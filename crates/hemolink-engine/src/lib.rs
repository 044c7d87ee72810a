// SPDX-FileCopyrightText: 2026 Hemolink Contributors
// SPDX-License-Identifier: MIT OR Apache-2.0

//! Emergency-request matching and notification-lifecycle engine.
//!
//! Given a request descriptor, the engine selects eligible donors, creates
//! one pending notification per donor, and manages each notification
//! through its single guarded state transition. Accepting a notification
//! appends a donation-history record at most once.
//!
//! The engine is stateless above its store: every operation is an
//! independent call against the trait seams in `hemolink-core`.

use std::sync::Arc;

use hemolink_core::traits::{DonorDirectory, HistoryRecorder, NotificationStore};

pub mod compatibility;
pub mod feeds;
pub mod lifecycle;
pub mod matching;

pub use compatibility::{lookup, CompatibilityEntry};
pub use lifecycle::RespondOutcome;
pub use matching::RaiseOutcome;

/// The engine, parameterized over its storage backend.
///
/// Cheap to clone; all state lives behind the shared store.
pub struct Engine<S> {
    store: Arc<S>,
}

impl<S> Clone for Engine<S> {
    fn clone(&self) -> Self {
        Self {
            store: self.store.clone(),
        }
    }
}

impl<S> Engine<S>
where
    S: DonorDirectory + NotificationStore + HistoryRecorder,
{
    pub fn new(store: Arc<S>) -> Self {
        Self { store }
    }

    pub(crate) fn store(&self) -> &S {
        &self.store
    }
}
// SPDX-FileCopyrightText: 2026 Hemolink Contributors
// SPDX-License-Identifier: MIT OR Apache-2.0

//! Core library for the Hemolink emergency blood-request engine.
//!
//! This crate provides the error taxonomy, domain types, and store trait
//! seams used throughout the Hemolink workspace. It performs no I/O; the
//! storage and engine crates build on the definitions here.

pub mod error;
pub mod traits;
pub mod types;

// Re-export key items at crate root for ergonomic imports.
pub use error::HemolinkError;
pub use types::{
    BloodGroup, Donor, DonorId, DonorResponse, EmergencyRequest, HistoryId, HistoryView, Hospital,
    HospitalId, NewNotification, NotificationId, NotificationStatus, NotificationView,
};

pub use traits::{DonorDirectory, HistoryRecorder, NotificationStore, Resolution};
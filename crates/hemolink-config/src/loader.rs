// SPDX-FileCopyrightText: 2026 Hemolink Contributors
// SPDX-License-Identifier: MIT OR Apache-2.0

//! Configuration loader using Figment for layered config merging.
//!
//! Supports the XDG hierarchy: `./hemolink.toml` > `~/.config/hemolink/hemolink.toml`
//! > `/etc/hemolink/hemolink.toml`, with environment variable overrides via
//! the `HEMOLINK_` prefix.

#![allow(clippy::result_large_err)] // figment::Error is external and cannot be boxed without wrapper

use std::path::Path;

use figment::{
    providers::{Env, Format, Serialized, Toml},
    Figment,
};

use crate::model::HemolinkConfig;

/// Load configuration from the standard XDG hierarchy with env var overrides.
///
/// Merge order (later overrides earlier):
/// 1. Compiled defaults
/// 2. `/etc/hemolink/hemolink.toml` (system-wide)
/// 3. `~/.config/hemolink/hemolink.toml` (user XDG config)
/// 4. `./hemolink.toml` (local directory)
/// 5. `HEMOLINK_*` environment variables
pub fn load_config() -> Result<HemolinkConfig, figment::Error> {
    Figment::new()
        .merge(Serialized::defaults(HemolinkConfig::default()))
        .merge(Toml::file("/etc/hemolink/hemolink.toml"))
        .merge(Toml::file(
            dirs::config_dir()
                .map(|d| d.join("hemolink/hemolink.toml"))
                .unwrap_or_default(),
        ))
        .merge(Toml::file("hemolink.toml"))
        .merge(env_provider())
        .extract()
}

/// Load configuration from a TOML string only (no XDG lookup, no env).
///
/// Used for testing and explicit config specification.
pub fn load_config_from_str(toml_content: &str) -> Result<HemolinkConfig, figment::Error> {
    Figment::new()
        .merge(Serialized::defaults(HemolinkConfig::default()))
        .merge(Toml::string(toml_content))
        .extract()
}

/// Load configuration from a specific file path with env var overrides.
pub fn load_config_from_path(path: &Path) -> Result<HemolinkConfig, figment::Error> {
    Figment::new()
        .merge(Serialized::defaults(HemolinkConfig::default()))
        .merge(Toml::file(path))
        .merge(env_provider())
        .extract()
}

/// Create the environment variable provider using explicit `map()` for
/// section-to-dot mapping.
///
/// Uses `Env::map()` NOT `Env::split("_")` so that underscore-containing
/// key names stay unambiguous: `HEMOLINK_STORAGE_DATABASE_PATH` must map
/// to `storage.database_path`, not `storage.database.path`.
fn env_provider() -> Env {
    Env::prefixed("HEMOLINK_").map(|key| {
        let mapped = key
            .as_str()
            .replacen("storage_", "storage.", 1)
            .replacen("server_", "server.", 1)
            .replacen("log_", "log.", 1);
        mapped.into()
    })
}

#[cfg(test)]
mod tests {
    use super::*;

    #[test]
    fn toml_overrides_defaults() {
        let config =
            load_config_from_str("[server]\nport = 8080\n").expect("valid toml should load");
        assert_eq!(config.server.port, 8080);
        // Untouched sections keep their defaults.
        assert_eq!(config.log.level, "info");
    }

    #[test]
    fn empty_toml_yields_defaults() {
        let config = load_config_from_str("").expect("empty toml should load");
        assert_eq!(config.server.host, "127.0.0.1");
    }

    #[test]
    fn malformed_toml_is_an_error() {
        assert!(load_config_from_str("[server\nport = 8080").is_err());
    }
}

──────────────────────────────

_TASK DETAILS_
All the entries should be written out again precisely.

_SOLUTION_
filename crates/hemolink-engine/src/lib.rs
repository 044c7d87ee72810a
// SPDX-FileCopyrightText: 2026 Hemolink Contributors
// SPDX-License-Identifier: MIT OR Apache-2.0

//! Emergency-request matching and notification-lifecycle engine.
//!
//! Given a request descriptor, the engine selects eligible donors, creates
//! one pending notification per donor, and manages each notification
//! through its single guarded state transition. Accepting a notification
//! appends a donation-history record at most once.
//!
//! The engine is stateless above its store: every operation is an
//! independent call against the trait seams in `hemolink-core`.

use std::sync::Arc;

use hemolink_core::traits::{DonorDirectory, HistoryRecorder, NotificationStore};

pub mod compatibility;
pub mod feeds;
pub mod lifecycle;
pub mod matching;

pub use compatibility::{lookup, CompatibilityEntry};
pub use lifecycle::RespondOutcome;
pub use matching::RaiseOutcome;

/// The engine, parameterized over its storage backend.
///
/// Cheap to clone; all state lives behind the shared store.
pub struct Engine<S> {
    store: Arc<S>,
}

impl<S> Clone for Engine<S> {
    fn clone(&self) -> Self {
        Self {
            store: self.store.clone(),
        }
    }
}

impl<S> Engine<S>
where
    S: DonorDirectory + NotificationStore + HistoryRecorder,
{
    pub fn new(store: Arc<S>) -> Self {
        Self { store }
    }

    pub(crate) fn store(&self) -> &S {
        &self.store
    }
}
// SPDX-FileCopyrightText: 2026 Hemolink Contributors
// SPDX-License-Identifier: MIT OR Apache-2.0

//! Core library for the Hemolink emergency blood-request engine.
//!
//! This crate provides the error taxonomy, domain types, and store trait
//! seams used throughout the Hemolink workspace. It performs no I/O; the
//! storage and engine crates build on the definitions here.

pub mod error;
pub mod traits;
pub mod types;

// Re-export key items at crate root for ergonomic imports.
pub use error::HemolinkError;
pub use types::{
    BloodGroup, Donor, DonorId, DonorResponse, EmergencyRequest, HistoryId, HistoryView, Hospital,
    HospitalId, NewNotification, NotificationId, NotificationStatus, NotificationView,
};

pub use traits::{DonorDirectory, HistoryRecorder, NotificationStore, Resolution};
filename crates/hemolink-config/src/loader.rs
// SPDX-FileCopyrightText: 2026 Hemolink Contributors
// SPDX-License-Identifier: MIT OR Apache-2.0

//! Configuration loader using Figment for layered config merging.
//!
//! Supports the XDG hierarchy: `./hemolink.toml` > `~/.config/hemolink/hemolink.toml`
//! > `/etc/hemolink/hemolink.toml`, with environment variable overrides via
//! the `HEMOLINK_` prefix.

#![allow(clippy::result_large_err)] // figment::Error is external and cannot be boxed without wrapper

use std::path::Path;

use figment::{
    providers::{Env, Format, Serialized, Toml},
    Figment,
};

use crate::model::HemolinkConfig;

/// Load configuration from the standard XDG hierarchy with env var overrides.
///
/// Merge order (later overrides earlier):
/// 1. Compiled defaults
/// 2. `/etc/hemolink/hemolink.toml` (system-wide)
/// 3. `~/.config/hemolink/hemolink.toml` (user XDG config)
/// 4. `./hemolink.toml` (local directory)
/// 5. `HEMOLINK_*` environment variables
pub fn load_config() -> Result<HemolinkConfig, figment::Error> {
    Figment::new()
        .merge(Serialized::defaults(HemolinkConfig::default()))
        .merge(Toml::file("/etc/hemolink/hemolink.toml"))
        .merge(Toml::file(
            dirs::config_dir()
                .map(|d| d.join("hemolink/hemolink.toml"))
                .unwrap_or_default(),
        ))
        .merge(Toml::file("hemolink.toml"))
        .merge(env_provider())
        .extract()
}

/// Load configuration from a TOML string only (no XDG lookup, no env).
///
/// Used for testing and explicit config specification.
pub fn load_config_from_str(toml_content: &str) -> Result<HemolinkConfig, figment::Error> {
    Figment::new()
        .merge(Serialized::defaults(HemolinkConfig::default()))
        .merge(Toml::string(toml_content))
        .extract()
}

/// Load configuration from a specific file path with env var overrides.
pub fn load_config_from_path(path: &Path) -> Result<HemolinkConfig, figment::Error> {
    Figment::new()
        .merge(Serialized::defaults(HemolinkConfig::default()))
        .merge(Toml::file(path))
        .merge(env_provider())
        .extract()
}

/// Create the environment variable provider using explicit `map()` for
/// section-to-dot mapping.
///
/// Uses `Env::map()` NOT `Env::split("_")` so that underscore-containing
/// key names stay unambiguous: `HEMOLINK_STORAGE_DATABASE_PATH` must map
/// to `storage.database_path`, not `storage.database.path`.
fn env_provider() -> Env {
    Env::prefixed("HEMOLINK_").map(|key| {
        let mapped = key
            .as_str()
            .replacen("storage_", "storage.", 1)
            .replacen("server_", "server.", 1)
            .replacen("log_", "log.", 1);
        mapped.into()
    })
}

#[cfg(test)]
mod tests {
    use super::*;

    #[test]
    fn toml_overrides_defaults() {
        let config =
            load_config_from_str("[server]\nport = 8080\n").expect("valid toml should load");
        assert_eq!(config.server.port, 8080);
        // Untouched sections keep their defaults.
        assert_eq!(config.log.level, "info");
    }

    #[test]
    fn empty_toml_yields_defaults() {
        let config = load_config_from_str("").expect("empty toml should load");
        assert_eq!(config.server.host, "127.0.0.1");
    }

    #[test]
    fn malformed_toml_is_an_error() {
        assert!(load_config_from_str("[server\nport = 8080").is_err());
    }
}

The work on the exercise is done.